«Оскара» он получил за «Иду» — картину об избывании польской вины перед евреями, речь там идет о послевоенной Польше и чудовищных тайнах Холокоста. Фильм, помнится, произвел оглушительное впечатление: и не только своим мастерством, мощной драматургией, трагизмом, но и ...стильностью. Ибо Павликовский снимает на черно-белую пленку, как будто отдавая дань великому прошлому кинематографа (даже Феллини сетовал, что цвет убивает тайну изображения и приступал к цветному кино весьма осторожно).
«Холодная война», тоже черно-белая, упоительно контрастная, высококультурная, словно шедевры шестидесятых, посвящена родителям режиссера, чей роман тоже случился в послевоенной Польше. Где всюду шныряли сотрудники КГБ: правда, в интернате для талантливой польской молодежи, где дирижер Виктор встретился с умницей-красавицей Зулой, советское влияние чувствовалось лишь косвенно.
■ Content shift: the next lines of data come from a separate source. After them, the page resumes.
//! Catalog browsing commands.
//!
//! ```bash
//! cartwheel catalog list --limit 20
//! cartwheel catalog search phone
//! cartwheel catalog show 12
//! ```

use clap::Subcommand;

use cartwheel_core::ProductId;
use cartwheel_shop::error::AppError;
use cartwheel_shop::lifetime::ScreenScope;
use cartwheel_shop::state::AppState;

use super::{money, print_listing, say};

#[derive(Subcommand)]
pub enum CatalogAction {
    /// List products
    List {
        /// Products to fetch (defaults to the configured page size)
        #[arg(short, long)]
        limit: Option<u32>,

        /// Products to skip
        #[arg(short, long, default_value_t = 0)]
        skip: u32,
    },
    /// Search products
    Search {
        /// Free-text query
        query: String,
    },
    /// Show one product
    Show {
        /// Product ID
        id: ProductId,
    },
}

/// Run a catalog command.
///
/// # Errors
///
/// Returns `AppError::NotFound` for an unknown product, or `Cancelled`.
pub async fn run(state: &AppState, scope: &ScreenScope, action: CatalogAction) -> Result<(), AppError> {
    let catalog = state.catalog();
    match action {
        CatalogAction::List { limit, skip } => {
            let limit = limit.unwrap_or(state.config().catalog.page_size);
            let listing = scope.run(catalog.list(limit, skip)).await?;
            print_listing(&listing);
        }
        CatalogAction::Search { query } => {
            let listing = scope.run(catalog.search(&query)).await?;
            print_listing(&listing);
        }
        CatalogAction::Show { id } => {
            let product = scope
                .run(catalog.product(id))
                .await?
                .ok_or_else(|| AppError::NotFound(format!("Product {id}")))?;

            say(&format!("{} (#{})", product.title, product.id));
            say(&format!("Price: {}", money(product.price)));
            if let Some(pct) = product.discount_percentage {
                say(&format!("Discount: {}%", pct.normalize()));
            }
            if let Some(brand) = &product.brand {
                say(&format!("Brand: {brand}"));
            }
            if let Some(category) = &product.category {
                say(&format!("Category: {category}"));
            }
            if let Some(rating) = product.rating {
                say(&format!("Rating: {rating:.2}"));
            }
            if let Some(stock) = product.stock {
                say(&format!("Stock: {stock}"));
            }
            if !product.description.is_empty() {
                say("");
                say(&product.description);
            }
            for line in [
                &product.shipping_information,
                &product.warranty_information,
                &product.return_policy,
                &product.availability_status,
            ]
            .into_iter()
            .flatten()
            {
                say(line);
            }
            if !product.reviews.is_empty() {
                say("");
                say("Reviews:");
                for review in &product.reviews {
                    say(&format!(
                        "  {}/5 {}: {}",
                        review.rating, review.reviewer_name, review.comment
                    ));
                }
            }
        }
    }
    Ok(())
}
//! Newtype IDs for type-safe entity references.
//!
//! Use the `define_id!` macro to create ID wrappers that cannot be mixed up:
//! a cart line is keyed by a [`ProductId`], while an [`OrderId`] groups every
//! line of one checkout.

/// Macro to define a type-safe ID wrapper.
///
/// Creates a newtype wrapper around `i64` (SQLite's native `INTEGER`) with:
/// - `Serialize`/`Deserialize` with `#[serde(transparent)]`
/// - `Debug`, `Clone`, `Copy`, `PartialEq`, `Eq`, `PartialOrd`, `Ord`, `Hash`
/// - Conversion methods: `new()`, `as_i64()`
/// - `From<i64>` and `Into<i64>` implementations
/// - `sqlx` `Type`, `Encode`, and `Decode` implementations (with `sqlite` feature)
///
/// # Example
///
/// ```rust
/// # use cartwheel_core::define_id;
/// define_id!(UserId);
/// define_id!(OrderId);
///
/// let user_id = UserId::new(1);
/// let order_id = OrderId::new(1);
///
/// // These are different types, so this won't compile:
/// // let _: UserId = order_id;
/// ```
#[macro_export]
macro_rules! define_id {
    ($name:ident) => {
        #[derive(
            Debug,
            Clone,
            Copy,
            PartialEq,
            Eq,
            PartialOrd,
            Ord,
            Hash,
            ::serde::Serialize,
            ::serde::Deserialize
        )]
        #[serde(transparent)]
        pub struct $name(i64);

        impl $name {
            /// Create a new ID from an i64 value.
            #[must_use]
            pub const fn new(id: i64) -> Self {
                Self(id)
            }

            /// Get the underlying i64 value.
            #[must_use]
            pub const fn as_i64(&self) -> i64 {
                self.0
            }
        }

        impl ::core::fmt::Display for $name {
            fn fmt(&self, f: &mut ::core::fmt::Formatter<'_>) -> ::core::fmt::Result {
                ::core::fmt::Display::fmt(&self.0, f)
            }
        }

        impl ::core::str::FromStr for $name {
            type Err = ::core::num::ParseIntError;

            fn from_str(s: &str) -> ::core::result::Result<Self, Self::Err> {
                s.trim().parse::<i64>().map(Self)
            }
        }

        impl From<i64> for $name {
            fn from(id: i64) -> Self {
                Self(id)
            }
        }

        impl From<$name> for i64 {
            fn from(id: $name) -> Self {
                id.0
            }
        }

        #[cfg(feature = "sqlite")]
        impl ::sqlx::Type<::sqlx::Sqlite> for $name {
            fn type_info() -> ::sqlx::sqlite::SqliteTypeInfo {
                <i64 as ::sqlx::Type<::sqlx::Sqlite>>::type_info()
            }

            fn compatible(ty: &::sqlx::sqlite::SqliteTypeInfo) -> bool {
                <i64 as ::sqlx::Type<::sqlx::Sqlite>>::compatible(ty)
            }
        }

        #[cfg(feature = "sqlite")]
        impl<'r> ::sqlx::Decode<'r, ::sqlx::Sqlite> for $name {
            fn decode(
                value: ::sqlx::sqlite::SqliteValueRef<'r>,
            ) -> ::core::result::Result<Self, ::sqlx::error::BoxDynError> {
                let id = <i64 as ::sqlx::Decode<::sqlx::Sqlite>>::decode(value)?;
                Ok(Self(id))
            }
        }

        #[cfg(feature = "sqlite")]
        impl<'q> ::sqlx::Encode<'q, ::sqlx::Sqlite> for $name {
            fn encode_by_ref(
                &self,
                buf: &mut <::sqlx::Sqlite as ::sqlx::Database>::ArgumentBuffer<'q>,
            ) -> ::std::result::Result<::sqlx::encode::IsNull, ::sqlx::error::BoxDynError> {
                <i64 as ::sqlx::Encode<'q, ::sqlx::Sqlite>>::encode_by_ref(&self.0, buf)
            }
        }
    };
}

define_id!(UserId);
define_id!(ProductId);
define_id!(OrderId);
define_id!(OrderLineId);

#[cfg(test)]
#[allow(clippy::unwrap_used)]
mod tests {
    use super::*;

    #[test]
    fn test_ids_round_trip_through_i64() {
        let id = ProductId::new(42);
        assert_eq!(id.as_i64(), 42);
        assert_eq!(i64::from(id), 42);
        assert_eq!(ProductId::from(42), id);
    }

    #[test]
    fn test_id_parses_from_trimmed_text() {
        let id: OrderId = " 1718000000000 ".parse().unwrap();
        assert_eq!(id, OrderId::new(1_718_000_000_000));
        assert!("abc".parse::<OrderId>().is_err());
    }

    #[test]
    fn test_id_serializes_transparently() {
        let json = serde_json::to_string(&UserId::new(7)).unwrap();
        assert_eq!(json, "7");
    }
}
Роман между Виктором и Зулой продлится более пятнадцати лет, хотя они все время то расстаются, то вновь встречаются: в общем, мы имеем дело с любовной мелодрамой на фоне тоталитаризма.
Многое, показанное на Каннском фестивале, к сожалению, происходит на фоне тоталитаризма: «империя зла», в кавычках и без, то бишь Россия, незримо присутствует, и в польской картине, где герои все время ходят по краю, и в российской (я имею в виду «Лето», чей автор, Кирилл Серебренников, до сих пор находится под домашним арестом) и, разумеется, в «Донбассе» Сергея Лозницы.
Когда-то философ Борис Гройс придумал выражение, ставшее мемом: «Россия как подсознание Запада». Ведь, как известно, именно в нашем подсознании притаились бесы (новый фильм Ларса фон Триера о маньяке, показанный вчера, к ужасу зрителей, продемонстрировал этих бесов столь наглядно, что просто оторопь берет).
В некоторых фильмах Каннского фестиваля, которые я перечислила — даже в милой комедии «Женщина на войне» это «подсозание» по имени Россия не дает существовать «сознанию». Такое мировое зло, проникающее повсюду и принимающее разнообразные обличья: то быдла, измывавшегося над человеком, привязанном к столбу, в «Донбассе», то гэбешников, следящих за парой влюбленных в «Холодной войне», то в судьбе девочки Ники из Донбасса, чьи родители убиты и ее усыновляет исландка, то в трагическом парафразе к премьере картины «Лето» с этим пустующим креслом автора фильма на пресс-конференции...
И еще более трагический парафраз, фон — то, что Олег Сенцов сегодня объявил голодовку...
Словно дурной сон, бесконечный, томительный, страшно надоевший — одно и то же, одно и то же...
Ничего не меняется: несмотря на наши либеральные заблуждения во время перестройки.
Кинофестивали, особенно такие крупные, как Каннский (собственно, он самый крупный в мире), как раз и являются сейсмографами состояния мира: выбирая самое лучшее, актуальное, то, что на острие, Канны, как правило, ставят диагноз нашей планете, погрязшей в пороках.
И хотя нынешний фестиваль далеко не самый сильный, по сравнению с прошлыми, он, как уже было сказано, тоже отражает реальность — и порой с точностью блестящего диагноста.
И хотя мне не слишком по душе (скажем так) фильм Триера, где автор дошел уже «до ручки» со своим фирменным цинизмом, я бы включила фильм в конкурс, как репрезентативный, важный не только в персональной биографии Триера, но и для состояния нынешних умов.
То же самое касается «Донбасса», это настолько сильная картина, что вполне могла бы претендовать на золото Канн.
Положим, программа «Особый взгляд» тоже вполне почетна и может конкурировать с основным конкурсом, но все же конкурс есть конкурс.
Тем более в этом году там было много проходных фильмов.
И еще, вдогонку: как ни странно, Лозница и Триер пересекаются: хотя один рассказывает частную историю полоумного маньяка, другой — историю войны, развязанной, впрочем, точно такими же маньяками.